I’m currently in an MFA program for Creative Writing (timing is great, isn’t it?) and that has been rough. I’ve always been a good student, but these first few classes have been a creative struggle and a lesson in how to adapt. One of the classes is “The Business of Writing” and I’m seeing the places where I fall short.

I’ve had great intentions for putting myself out there, but I have always fallen short. But now that things are on the mend, I am going to do my best to improve.

Along with not writing this year, I picked up gardening, knitting (and some crochet- still learning), built a lot of furniture for the newly opened side of my house, and created a space that makes me truly feel happy and creative.

I’m making plans to be more present for 2025. I’m making plans to get back into writing and not make it feel like such a struggle.
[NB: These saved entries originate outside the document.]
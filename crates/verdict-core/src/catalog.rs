//! Message catalog capability

use crate::error::Result;
use std::collections::HashMap;
use std::path::Path;

/// Looks up localized message text by key.
pub trait MessageCatalog: Send + Sync {
    fn message(&self, key: &str) -> Option<String>;

    /// Resolve a key, falling back to the key itself when absent.
    fn resolve(&self, key: &str) -> String {
        self.message(key).unwrap_or_else(|| key.to_string())
    }
}

/// A message catalog loaded from TOML.
///
/// Nested tables flatten to dotted keys, so `[v] max = "..."` is found
/// under `v.max`.
#[derive(Debug, Clone, Default)]
pub struct MessageBundle {
    messages: HashMap<String, String>,
}

impl MessageBundle {
    pub fn new() -> Self {
        Self::default()
    }

    pub fn load_file(&mut self, path: &Path) -> Result<()> {
        let content = std::fs::read_to_string(path)?;
        self.load_string(&content)
    }

    pub fn load_string(&mut self, content: &str) -> Result<()> {
        let table: toml::Table = toml::from_str(content)?;
        self.flatten("", table);
        Ok(())
    }

    fn flatten(&mut self, prefix: &str, table: toml::Table) {
        for (key, value) in table {
            let full = if prefix.is_empty() {
                key
            } else {
                format!("{}.{}", prefix, key)
            };
            match value {
                toml::Value::Table(inner) => self.flatten(&full, inner),
                toml::Value::String(text) => {
                    self.messages.insert(full, text);
                }
                other => {
                    self.messages.insert(full, other.to_string());
                }
            }
        }
    }

    pub fn insert(&mut self, key: impl Into<String>, text: impl Into<String>) {
        self.messages.insert(key.into(), text.into());
    }

    pub fn len(&self) -> usize {
        self.messages.len()
    }

    pub fn is_empty(&self) -> bool {
        self.messages.is_empty()
    }
}

impl MessageCatalog for MessageBundle {
    fn message(&self, key: &str) -> Option<String> {
        self.messages.get(key).cloned()
    }
}

#[cfg(test)]
mod tests {
    use super::*;

    #[test]
    fn test_nested_tables_flatten() {
        let mut bundle = MessageBundle::new();
        bundle
            .load_string(
                r#"
                greeting = "hello"

                [v]
                max = "must be at most {#value}"
                "#,
            )
            .unwrap();
        assert_eq!(bundle.len(), 2);
        assert_eq!(
            bundle.message("v.max").as_deref(),
            Some("must be at most {#value}")
        );
    }

    #[test]
    fn test_resolve_falls_back_to_key() {
        let bundle = MessageBundle::new();
        assert_eq!(bundle.resolve("{v.missing}"), "{v.missing}");
    }
}
//! Compiled criteria listing command

use super::session::Session;
use anyhow::Result;

pub fn run(model: &str, schemas_path: &str) -> Result<()> {
    let session = Session::load(schemas_path)?;
    let validator = session.validator()?;

    let Some(compiled) = validator.model(model) else {
        let known = validator.model_names().join(", ");
        anyhow::bail!("Unknown model '{}'. Known models: {}", model, known);
    };

    println!("Model: {}", compiled.name);
    if let Some(desc) = session
        .schemas
        .get_model(model)
        .and_then(|m| m.description.as_deref())
    {
        println!("Description: {}", desc);
    }

    for field in &compiled.fields {
        println!();
        println!("{} : {}", field.name, field.shape);
        if field.criteria.is_empty() {
            println!("  (no criteria)");
        }
        for criterion in &field.criteria {
            for line in criterion.to_string().lines() {
                println!("  {}", line);
            }
        }
    }

    Ok(())
}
I’m working on putting myself more out there with my writing and my art despite my intense fear of heartbreaking rejection.
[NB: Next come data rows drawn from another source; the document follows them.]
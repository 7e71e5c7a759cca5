//! Shape descriptor parser

use pest::iterators::Pair;
use pest::Parser;
use pest_derive::Parser;
use verdict_core::{Result, ValueShape, VerdictError};

#[derive(Parser)]
#[grammar = "shape.pest"]
struct ShapeParser;

/// Parse a shape descriptor such as `map<string, list<i64>>`
pub fn parse_shape(input: &str) -> Result<ValueShape> {
    let mut pairs = ShapeParser::parse(Rule::shape, input)
        .map_err(|e| VerdictError::ParseError(e.to_string()))?;

    let shape = pairs
        .next()
        .and_then(|pair| pair.into_inner().next())
        .ok_or_else(|| VerdictError::ParseError(format!("empty shape `{}`", input)))?;

    build_shape(shape)
}

fn build_shape(pair: Pair<Rule>) -> Result<ValueShape> {
    let rule = pair.as_rule();
    let text = pair.as_str().to_string();
    let mut inner = pair.into_inner();
    let mut next = || {
        inner
            .next()
            .ok_or_else(|| VerdictError::ParseError(format!("incomplete shape `{}`", text)))
            .and_then(build_shape)
    };

    match rule {
        Rule::optional => Ok(ValueShape::optional(next()?)),
        Rule::list => Ok(ValueShape::list(next()?)),
        Rule::array => Ok(ValueShape::array(next()?)),
        Rule::map => {
            let key = next()?;
            let value = next()?;
            Ok(ValueShape::map(key, value))
        }
        Rule::scalar => ValueShape::from_scalar_name(&text)
            .ok_or_else(|| VerdictError::ParseError(format!("unknown shape `{}`", text))),
        _ => Err(VerdictError::ParseError(format!(
            "unexpected token `{}`",
            text
        ))),
    }
}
You’ll see more from me over the next few weeks of 2024 and in 2025!

 

Writer Life Lesson #1: Write It Down

Being a writer means writing, but sometimes writing doesn’t come as easy as we might like. Sometimes the ideas don’t come flowing as a raging waterfall splashing the exact words we want on the page. Sometimes they show up when we have no way of remembering. Sometimes the ideas keep us up at night, or catch us right between sleep and awake and the next morning we don’t remember them.
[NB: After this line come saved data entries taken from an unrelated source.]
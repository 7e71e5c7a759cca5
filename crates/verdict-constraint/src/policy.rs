//! Composition policies

/// How the `order` attribute crosses a specification boundary
#[derive(Debug, Clone, Copy, PartialEq, Eq, Default)]
pub enum OrderPolicy {
    /// Composed nodes take the composing definition's order; explicit
    /// `order` bindings are rejected
    #[default]
    Locked,
    /// Explicit `order` bindings win, otherwise the order is inherited
    Bindable,
}

/// How a composed criterion's navigation expression relates to its root
#[derive(Debug, Clone, Copy, PartialEq, Eq, Default)]
pub enum DepthPolicy {
    /// The root's expression followed by the criterion's own
    #[default]
    Relative,
    /// The criterion's own expression only
    Absolute,
}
The best way to combat all of these problems is to write it down!

If the ideas don’t come as easy as we would like, or if the ideas are there, but we’re scared of the words, terrified with the fear that the words will be the worst ever, the only solution is to write through it. It doesn’t matter if the words are “I don’t know what to write” or “Hitler was such a jackass”. It doesn’t matter if they connect to what you were writing or not, just write your first thought, as soon as you pick up that pen or open that document. If the first words you write suck, or are outrageous, the pressure to find the right words will be lessened. If after that first thought, you’re still stuck, keep doing it until you find the right words. You can always go back and edit it (or laugh about it later).

If you have the exact opposite problem, and get ideas when you can’t write them down or keep them long enough to remember them, find a mental image wherever you are, something you’ll remember like an orange penguin eating purple pancakes, or imagine the thought over and over and over again as many times as you can until you get the chance to write it down. If you have a pen, but no paper, write it on your hand or wrist or wherever it will stay until you can write it down somewhere permanently. If the same think occurs at night, and you don’t or can’t turn on a light, I recommend a small whiteboard, or something you can grab quickly in the dark and jot down the idea before it flies away.

White board above my bed. Several ideas live there

So whether the ideas won’t come, or they won’t stop coming: Write it down. No matter how dumb it seems at the time, you never know when you can recycle it later, or turn it into something else.

After all, some of the craziest ideas make the best stories.

How do you keep track of your ideas?